Show every line of the data below that includes the word "ChatParams".

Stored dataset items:
-- Opening Marker --
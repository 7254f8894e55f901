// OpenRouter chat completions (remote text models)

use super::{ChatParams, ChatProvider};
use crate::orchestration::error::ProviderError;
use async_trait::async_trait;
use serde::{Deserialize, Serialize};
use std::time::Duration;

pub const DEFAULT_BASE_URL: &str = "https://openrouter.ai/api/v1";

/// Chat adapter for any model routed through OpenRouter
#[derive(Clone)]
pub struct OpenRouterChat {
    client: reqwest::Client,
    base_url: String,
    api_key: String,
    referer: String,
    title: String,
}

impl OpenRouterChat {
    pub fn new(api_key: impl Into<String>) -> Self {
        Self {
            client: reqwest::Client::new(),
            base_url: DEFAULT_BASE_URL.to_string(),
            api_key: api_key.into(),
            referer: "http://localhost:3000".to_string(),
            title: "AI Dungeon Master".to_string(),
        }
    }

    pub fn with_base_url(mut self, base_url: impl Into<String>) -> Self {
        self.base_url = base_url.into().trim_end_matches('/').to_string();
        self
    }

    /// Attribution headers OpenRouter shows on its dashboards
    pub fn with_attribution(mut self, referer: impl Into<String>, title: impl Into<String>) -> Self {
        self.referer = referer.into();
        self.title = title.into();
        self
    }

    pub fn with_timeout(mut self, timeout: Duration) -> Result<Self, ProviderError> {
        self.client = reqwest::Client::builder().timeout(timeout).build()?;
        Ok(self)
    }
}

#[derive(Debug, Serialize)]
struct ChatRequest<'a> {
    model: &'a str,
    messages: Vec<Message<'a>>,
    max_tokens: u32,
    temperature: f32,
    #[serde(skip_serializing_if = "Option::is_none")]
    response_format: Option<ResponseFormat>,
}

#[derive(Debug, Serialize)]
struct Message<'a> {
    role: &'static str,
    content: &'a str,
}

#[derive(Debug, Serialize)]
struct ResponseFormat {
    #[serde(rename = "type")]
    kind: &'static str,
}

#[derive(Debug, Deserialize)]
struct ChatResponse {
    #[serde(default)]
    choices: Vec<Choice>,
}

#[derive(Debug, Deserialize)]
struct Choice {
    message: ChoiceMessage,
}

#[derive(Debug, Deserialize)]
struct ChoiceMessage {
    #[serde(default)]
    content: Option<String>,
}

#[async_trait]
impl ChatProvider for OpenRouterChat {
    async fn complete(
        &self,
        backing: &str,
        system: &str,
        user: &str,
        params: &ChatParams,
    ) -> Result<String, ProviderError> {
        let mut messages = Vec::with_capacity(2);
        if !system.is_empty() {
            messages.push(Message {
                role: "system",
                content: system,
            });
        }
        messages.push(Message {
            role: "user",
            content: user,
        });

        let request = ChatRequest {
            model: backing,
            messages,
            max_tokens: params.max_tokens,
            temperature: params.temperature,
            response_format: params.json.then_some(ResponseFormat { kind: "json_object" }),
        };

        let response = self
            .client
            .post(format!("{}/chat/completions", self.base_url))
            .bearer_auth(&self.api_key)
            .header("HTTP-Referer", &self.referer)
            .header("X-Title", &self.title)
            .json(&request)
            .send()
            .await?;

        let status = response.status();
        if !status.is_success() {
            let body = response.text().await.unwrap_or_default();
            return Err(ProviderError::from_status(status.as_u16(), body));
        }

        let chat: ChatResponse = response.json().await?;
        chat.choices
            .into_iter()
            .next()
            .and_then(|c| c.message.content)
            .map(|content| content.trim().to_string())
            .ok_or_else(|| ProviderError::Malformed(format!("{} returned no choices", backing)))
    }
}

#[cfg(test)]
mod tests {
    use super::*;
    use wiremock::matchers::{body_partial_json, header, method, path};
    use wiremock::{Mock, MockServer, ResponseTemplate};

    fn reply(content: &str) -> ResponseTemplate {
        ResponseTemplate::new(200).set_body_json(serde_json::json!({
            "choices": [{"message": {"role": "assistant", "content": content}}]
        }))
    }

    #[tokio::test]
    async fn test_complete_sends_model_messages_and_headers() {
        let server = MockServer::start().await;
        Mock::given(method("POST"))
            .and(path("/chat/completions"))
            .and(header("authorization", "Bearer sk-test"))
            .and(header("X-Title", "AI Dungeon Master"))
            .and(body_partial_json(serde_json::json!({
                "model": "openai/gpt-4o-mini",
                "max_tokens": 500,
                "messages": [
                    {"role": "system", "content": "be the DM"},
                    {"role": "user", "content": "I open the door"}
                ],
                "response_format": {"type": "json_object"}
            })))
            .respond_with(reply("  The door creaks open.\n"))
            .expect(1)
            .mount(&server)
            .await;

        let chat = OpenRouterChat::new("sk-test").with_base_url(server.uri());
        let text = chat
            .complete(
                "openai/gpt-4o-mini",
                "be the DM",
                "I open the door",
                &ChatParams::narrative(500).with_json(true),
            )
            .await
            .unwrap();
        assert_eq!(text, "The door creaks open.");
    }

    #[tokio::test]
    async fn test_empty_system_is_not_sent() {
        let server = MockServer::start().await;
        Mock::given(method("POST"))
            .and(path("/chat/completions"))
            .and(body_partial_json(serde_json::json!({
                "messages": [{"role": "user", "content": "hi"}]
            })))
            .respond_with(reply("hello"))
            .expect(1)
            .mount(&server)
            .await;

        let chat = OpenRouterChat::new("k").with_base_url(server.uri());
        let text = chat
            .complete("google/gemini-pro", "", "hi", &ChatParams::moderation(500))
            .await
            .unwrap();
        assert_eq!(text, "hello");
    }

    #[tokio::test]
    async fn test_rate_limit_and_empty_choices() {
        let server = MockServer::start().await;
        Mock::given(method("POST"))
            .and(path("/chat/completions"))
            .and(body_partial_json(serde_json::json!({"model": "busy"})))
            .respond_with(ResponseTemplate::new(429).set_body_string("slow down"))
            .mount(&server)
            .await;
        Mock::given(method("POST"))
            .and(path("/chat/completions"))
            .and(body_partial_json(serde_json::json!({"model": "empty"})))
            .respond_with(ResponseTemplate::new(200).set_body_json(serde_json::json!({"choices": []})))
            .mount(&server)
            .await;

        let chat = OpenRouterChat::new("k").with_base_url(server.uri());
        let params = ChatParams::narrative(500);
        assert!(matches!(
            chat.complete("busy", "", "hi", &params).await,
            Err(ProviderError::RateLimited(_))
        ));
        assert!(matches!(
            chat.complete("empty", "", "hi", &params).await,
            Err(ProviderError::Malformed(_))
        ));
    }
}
-- Closing Marker --
-- Opening Marker --
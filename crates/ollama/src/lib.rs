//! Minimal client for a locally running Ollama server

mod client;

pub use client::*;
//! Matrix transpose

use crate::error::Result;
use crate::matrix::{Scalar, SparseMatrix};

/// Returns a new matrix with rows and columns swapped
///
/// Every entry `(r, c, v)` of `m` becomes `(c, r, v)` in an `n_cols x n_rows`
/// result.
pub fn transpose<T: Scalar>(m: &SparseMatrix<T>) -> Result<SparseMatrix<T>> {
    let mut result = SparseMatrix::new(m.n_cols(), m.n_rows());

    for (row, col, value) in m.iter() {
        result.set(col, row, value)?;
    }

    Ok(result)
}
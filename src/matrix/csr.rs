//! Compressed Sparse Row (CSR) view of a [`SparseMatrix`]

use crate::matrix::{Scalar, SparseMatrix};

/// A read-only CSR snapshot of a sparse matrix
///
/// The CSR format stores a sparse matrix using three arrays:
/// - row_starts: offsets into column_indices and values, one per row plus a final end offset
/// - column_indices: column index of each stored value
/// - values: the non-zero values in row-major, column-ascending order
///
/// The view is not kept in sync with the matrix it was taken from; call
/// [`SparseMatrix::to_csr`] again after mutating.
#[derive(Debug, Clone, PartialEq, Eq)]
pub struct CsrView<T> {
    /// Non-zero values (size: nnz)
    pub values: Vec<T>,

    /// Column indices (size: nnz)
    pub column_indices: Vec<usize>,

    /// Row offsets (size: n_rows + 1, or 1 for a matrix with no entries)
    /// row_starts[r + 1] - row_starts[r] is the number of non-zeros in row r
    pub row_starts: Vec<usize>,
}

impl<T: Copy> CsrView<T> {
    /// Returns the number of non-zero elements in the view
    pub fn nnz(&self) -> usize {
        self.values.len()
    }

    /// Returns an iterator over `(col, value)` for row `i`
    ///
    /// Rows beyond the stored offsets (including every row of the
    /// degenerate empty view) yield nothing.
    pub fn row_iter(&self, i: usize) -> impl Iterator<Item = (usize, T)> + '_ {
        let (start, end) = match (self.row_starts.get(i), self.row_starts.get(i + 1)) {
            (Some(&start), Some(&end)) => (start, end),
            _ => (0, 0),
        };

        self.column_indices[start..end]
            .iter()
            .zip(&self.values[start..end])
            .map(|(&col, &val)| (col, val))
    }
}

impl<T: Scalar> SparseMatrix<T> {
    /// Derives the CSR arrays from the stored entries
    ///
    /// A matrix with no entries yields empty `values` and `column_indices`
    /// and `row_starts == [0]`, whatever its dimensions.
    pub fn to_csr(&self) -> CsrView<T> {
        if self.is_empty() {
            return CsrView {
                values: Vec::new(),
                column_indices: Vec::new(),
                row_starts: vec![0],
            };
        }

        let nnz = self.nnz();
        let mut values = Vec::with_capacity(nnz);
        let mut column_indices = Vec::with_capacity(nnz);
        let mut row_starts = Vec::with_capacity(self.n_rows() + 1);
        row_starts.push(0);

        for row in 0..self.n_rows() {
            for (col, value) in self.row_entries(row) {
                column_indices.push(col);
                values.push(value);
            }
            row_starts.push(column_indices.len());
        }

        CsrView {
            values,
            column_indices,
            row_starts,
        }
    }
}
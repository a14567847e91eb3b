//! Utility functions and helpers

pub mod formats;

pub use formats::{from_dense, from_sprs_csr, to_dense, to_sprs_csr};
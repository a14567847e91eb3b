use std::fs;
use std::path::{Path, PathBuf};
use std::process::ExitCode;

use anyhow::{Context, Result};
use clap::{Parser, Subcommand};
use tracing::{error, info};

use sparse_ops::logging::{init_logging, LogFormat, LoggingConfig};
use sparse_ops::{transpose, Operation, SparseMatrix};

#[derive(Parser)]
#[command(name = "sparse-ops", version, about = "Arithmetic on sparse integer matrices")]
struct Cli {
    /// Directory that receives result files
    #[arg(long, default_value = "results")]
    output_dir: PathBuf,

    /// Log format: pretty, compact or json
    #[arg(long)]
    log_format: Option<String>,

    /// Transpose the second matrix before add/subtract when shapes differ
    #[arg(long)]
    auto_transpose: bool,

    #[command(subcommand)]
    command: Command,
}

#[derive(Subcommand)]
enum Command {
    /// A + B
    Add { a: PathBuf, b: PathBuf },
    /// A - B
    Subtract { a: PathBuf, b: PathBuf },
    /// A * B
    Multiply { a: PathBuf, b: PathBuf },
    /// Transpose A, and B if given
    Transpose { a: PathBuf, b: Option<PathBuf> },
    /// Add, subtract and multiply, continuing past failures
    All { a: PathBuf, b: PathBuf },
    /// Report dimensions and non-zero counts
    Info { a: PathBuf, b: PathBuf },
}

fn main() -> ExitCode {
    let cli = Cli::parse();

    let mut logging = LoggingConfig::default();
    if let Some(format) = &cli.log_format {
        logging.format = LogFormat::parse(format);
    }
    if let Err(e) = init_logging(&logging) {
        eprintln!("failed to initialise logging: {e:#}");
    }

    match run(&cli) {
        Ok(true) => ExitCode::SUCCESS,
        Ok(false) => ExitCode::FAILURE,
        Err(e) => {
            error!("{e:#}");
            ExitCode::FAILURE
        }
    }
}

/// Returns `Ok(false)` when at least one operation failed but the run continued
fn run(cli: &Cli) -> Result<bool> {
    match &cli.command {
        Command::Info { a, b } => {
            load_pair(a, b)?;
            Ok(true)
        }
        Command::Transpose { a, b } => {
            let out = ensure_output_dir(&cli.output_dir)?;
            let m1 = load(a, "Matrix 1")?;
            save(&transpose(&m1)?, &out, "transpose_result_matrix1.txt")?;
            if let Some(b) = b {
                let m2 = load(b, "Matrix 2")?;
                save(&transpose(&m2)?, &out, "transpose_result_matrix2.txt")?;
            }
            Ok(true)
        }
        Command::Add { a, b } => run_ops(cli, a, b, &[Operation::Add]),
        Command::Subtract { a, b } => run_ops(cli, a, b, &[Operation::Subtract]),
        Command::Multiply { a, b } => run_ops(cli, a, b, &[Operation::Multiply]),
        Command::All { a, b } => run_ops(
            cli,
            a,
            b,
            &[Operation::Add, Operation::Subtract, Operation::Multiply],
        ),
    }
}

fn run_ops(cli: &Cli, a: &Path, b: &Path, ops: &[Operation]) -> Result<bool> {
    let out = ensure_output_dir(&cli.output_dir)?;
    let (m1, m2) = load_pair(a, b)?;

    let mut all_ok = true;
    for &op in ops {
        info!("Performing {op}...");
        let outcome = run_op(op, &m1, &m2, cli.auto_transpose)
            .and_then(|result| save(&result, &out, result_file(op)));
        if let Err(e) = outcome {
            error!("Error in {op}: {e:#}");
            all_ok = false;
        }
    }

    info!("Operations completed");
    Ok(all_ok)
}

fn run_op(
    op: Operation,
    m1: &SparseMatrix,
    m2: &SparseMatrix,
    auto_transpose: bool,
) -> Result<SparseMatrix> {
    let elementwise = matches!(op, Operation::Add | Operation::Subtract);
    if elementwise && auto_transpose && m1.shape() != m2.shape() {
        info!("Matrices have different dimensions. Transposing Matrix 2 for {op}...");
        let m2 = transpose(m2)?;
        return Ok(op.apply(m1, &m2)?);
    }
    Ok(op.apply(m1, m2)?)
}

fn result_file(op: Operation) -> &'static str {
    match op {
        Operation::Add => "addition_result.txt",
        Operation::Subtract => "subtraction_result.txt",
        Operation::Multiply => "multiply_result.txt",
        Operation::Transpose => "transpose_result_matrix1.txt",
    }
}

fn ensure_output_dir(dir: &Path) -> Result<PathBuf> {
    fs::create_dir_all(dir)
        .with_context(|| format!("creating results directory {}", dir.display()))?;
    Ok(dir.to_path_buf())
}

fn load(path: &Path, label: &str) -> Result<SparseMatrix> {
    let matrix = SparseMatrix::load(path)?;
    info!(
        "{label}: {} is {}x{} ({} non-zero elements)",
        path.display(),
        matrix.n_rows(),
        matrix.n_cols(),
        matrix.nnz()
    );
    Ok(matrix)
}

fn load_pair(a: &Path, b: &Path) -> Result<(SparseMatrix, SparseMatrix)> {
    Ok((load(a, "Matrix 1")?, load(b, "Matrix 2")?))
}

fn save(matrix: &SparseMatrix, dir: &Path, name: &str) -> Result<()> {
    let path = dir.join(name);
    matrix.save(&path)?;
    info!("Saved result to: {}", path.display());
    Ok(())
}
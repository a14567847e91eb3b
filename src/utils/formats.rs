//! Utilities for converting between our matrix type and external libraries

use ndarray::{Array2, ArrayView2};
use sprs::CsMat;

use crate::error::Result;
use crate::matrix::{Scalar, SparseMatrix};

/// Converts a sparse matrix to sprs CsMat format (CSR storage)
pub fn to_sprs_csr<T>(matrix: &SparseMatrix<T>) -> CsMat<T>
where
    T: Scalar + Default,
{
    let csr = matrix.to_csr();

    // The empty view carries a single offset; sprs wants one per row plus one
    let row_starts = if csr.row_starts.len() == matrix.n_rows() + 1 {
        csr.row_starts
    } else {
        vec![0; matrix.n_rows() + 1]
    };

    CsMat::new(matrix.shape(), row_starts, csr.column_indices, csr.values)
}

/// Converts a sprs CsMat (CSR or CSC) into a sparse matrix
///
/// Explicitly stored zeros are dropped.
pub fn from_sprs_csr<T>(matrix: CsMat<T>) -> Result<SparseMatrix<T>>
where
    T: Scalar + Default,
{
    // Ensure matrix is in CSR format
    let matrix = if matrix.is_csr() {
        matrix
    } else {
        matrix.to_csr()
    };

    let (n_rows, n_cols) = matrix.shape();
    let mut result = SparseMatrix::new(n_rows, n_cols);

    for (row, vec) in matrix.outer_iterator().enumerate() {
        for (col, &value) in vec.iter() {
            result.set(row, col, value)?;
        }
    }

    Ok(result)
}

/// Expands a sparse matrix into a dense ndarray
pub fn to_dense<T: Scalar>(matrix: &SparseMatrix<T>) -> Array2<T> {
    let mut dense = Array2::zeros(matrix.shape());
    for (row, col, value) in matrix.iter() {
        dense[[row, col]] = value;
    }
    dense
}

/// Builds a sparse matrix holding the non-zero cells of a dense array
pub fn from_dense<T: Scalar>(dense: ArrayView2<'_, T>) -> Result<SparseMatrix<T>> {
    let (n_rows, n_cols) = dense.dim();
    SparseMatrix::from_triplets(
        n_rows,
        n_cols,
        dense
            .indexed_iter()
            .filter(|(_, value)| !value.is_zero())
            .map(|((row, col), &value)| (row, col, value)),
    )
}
-- Closing Marker --
-- Opening Marker --
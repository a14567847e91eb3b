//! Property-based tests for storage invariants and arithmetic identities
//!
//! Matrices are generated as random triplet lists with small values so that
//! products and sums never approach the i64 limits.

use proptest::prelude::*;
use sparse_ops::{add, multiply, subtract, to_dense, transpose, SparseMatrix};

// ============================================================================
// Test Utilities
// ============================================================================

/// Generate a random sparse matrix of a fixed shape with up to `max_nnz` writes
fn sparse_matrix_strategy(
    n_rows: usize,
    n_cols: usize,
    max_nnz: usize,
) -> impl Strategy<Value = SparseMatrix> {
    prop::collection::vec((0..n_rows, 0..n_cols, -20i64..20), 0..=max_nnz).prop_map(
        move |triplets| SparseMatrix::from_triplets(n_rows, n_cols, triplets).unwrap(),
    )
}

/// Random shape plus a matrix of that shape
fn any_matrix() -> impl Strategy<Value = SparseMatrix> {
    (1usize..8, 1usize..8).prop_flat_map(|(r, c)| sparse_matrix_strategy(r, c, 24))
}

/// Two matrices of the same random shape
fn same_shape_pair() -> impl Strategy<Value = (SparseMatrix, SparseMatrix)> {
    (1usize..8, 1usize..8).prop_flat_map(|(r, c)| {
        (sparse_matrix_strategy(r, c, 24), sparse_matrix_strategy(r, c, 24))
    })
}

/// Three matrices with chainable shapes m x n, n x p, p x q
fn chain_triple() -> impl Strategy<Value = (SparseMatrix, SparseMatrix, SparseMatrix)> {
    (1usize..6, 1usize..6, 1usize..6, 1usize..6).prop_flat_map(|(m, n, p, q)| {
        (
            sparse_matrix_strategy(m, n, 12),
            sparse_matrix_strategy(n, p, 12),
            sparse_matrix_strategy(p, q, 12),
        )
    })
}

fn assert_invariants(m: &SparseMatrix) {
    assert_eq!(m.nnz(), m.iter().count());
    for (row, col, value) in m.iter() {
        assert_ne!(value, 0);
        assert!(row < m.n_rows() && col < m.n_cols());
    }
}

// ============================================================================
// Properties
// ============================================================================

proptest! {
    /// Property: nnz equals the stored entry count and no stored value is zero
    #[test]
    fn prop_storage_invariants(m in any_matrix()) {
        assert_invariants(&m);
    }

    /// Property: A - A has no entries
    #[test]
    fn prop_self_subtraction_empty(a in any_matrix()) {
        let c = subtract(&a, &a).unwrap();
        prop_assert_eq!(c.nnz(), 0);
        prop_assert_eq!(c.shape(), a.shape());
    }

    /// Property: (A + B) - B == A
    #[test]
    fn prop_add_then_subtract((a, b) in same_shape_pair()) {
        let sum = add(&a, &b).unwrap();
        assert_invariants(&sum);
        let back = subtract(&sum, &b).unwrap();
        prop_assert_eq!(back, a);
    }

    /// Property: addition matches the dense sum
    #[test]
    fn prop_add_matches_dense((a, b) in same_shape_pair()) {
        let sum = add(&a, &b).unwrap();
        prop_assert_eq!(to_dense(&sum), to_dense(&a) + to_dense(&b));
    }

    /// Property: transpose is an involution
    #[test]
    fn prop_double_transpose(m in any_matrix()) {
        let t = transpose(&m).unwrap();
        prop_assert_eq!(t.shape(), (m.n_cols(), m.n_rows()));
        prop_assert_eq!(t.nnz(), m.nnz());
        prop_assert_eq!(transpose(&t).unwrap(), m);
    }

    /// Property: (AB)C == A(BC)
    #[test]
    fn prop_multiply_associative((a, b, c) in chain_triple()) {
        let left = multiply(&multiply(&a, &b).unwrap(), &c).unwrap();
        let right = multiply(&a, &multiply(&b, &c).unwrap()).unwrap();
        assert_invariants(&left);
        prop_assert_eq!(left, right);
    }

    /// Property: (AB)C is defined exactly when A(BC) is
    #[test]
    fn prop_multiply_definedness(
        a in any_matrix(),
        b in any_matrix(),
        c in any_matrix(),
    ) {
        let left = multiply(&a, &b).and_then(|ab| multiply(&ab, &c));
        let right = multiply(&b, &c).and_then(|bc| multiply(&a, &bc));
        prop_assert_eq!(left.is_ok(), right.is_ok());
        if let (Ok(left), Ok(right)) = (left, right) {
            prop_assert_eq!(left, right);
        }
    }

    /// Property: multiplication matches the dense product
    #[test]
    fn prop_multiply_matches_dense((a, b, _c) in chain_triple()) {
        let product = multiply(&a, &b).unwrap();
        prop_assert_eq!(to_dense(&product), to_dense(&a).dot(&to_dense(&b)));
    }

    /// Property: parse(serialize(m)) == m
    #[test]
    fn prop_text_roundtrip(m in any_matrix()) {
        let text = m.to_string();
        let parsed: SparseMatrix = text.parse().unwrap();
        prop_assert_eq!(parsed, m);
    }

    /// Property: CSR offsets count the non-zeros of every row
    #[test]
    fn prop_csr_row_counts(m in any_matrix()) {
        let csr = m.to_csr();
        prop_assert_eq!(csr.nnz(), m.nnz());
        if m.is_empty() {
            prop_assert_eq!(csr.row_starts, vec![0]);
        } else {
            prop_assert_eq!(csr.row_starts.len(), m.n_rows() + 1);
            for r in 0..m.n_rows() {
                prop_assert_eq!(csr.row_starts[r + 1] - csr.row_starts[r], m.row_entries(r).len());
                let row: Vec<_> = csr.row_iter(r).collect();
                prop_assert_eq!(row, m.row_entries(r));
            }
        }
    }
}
-- Closing Marker --
- ANSWER BOX:
use super::{ChatParams, ChatProvider};
        params: &ChatParams,
                &ChatParams::narrative(500).with_json(true),
            .complete("google/gemini-pro", "", "hi", &ChatParams::moderation(500))
        let params = ChatParams::narrative(500);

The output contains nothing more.